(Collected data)
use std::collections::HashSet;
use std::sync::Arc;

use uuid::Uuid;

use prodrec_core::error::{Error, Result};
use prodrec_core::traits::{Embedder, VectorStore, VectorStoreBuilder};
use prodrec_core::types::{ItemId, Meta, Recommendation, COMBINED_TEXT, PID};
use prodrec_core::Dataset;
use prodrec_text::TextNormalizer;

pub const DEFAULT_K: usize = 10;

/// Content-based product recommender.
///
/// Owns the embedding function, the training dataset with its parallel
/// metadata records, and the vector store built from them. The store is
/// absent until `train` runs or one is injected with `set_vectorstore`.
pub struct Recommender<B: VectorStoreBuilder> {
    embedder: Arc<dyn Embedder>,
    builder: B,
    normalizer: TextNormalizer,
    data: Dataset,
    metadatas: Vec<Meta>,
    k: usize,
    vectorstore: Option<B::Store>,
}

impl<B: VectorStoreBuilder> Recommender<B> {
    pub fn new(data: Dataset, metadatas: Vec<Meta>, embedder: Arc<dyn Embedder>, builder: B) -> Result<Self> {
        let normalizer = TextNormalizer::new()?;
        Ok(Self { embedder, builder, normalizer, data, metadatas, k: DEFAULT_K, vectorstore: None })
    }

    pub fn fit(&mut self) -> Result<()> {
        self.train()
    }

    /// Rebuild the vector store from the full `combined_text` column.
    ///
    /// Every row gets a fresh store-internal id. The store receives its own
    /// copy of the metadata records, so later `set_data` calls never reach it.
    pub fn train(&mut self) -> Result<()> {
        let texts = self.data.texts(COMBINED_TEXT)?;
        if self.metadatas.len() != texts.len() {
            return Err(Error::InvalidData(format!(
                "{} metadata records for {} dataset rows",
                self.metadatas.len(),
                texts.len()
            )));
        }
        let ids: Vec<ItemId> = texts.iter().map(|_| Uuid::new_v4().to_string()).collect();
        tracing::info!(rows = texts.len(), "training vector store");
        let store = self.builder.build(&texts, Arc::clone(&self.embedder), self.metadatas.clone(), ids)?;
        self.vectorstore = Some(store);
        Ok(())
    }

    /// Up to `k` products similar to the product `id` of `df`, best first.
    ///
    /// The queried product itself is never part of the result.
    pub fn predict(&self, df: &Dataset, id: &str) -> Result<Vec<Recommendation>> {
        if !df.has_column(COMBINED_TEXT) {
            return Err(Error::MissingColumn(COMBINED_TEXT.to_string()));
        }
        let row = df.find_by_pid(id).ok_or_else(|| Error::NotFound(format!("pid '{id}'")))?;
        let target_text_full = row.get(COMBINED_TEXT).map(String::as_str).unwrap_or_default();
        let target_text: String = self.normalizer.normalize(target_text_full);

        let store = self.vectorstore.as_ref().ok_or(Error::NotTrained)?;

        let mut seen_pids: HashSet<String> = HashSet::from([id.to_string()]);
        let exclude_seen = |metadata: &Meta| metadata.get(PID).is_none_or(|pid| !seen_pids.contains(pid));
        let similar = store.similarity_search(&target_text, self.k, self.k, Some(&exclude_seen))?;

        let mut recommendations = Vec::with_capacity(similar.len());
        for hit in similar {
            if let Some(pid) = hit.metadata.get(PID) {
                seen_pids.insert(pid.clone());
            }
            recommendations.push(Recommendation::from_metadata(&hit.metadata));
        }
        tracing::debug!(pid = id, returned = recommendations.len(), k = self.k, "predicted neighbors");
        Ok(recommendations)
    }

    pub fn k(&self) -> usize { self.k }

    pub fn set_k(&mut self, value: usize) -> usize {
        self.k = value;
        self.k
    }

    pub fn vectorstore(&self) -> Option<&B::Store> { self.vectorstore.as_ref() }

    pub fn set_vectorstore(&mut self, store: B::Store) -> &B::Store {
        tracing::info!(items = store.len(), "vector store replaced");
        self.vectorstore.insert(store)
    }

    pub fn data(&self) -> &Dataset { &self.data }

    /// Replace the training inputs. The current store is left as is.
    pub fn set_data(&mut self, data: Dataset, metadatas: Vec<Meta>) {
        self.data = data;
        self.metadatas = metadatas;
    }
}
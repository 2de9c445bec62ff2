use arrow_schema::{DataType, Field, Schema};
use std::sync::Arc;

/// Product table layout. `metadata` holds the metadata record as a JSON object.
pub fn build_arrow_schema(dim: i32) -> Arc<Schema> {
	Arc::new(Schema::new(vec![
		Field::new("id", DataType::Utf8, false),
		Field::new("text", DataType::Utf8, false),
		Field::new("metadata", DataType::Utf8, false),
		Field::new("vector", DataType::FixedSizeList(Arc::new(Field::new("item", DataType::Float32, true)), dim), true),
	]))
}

> _Exercise_:
Go over the entries above and tally the lines holding "format"; please answer with the number alone.

> _Exercise output_:
2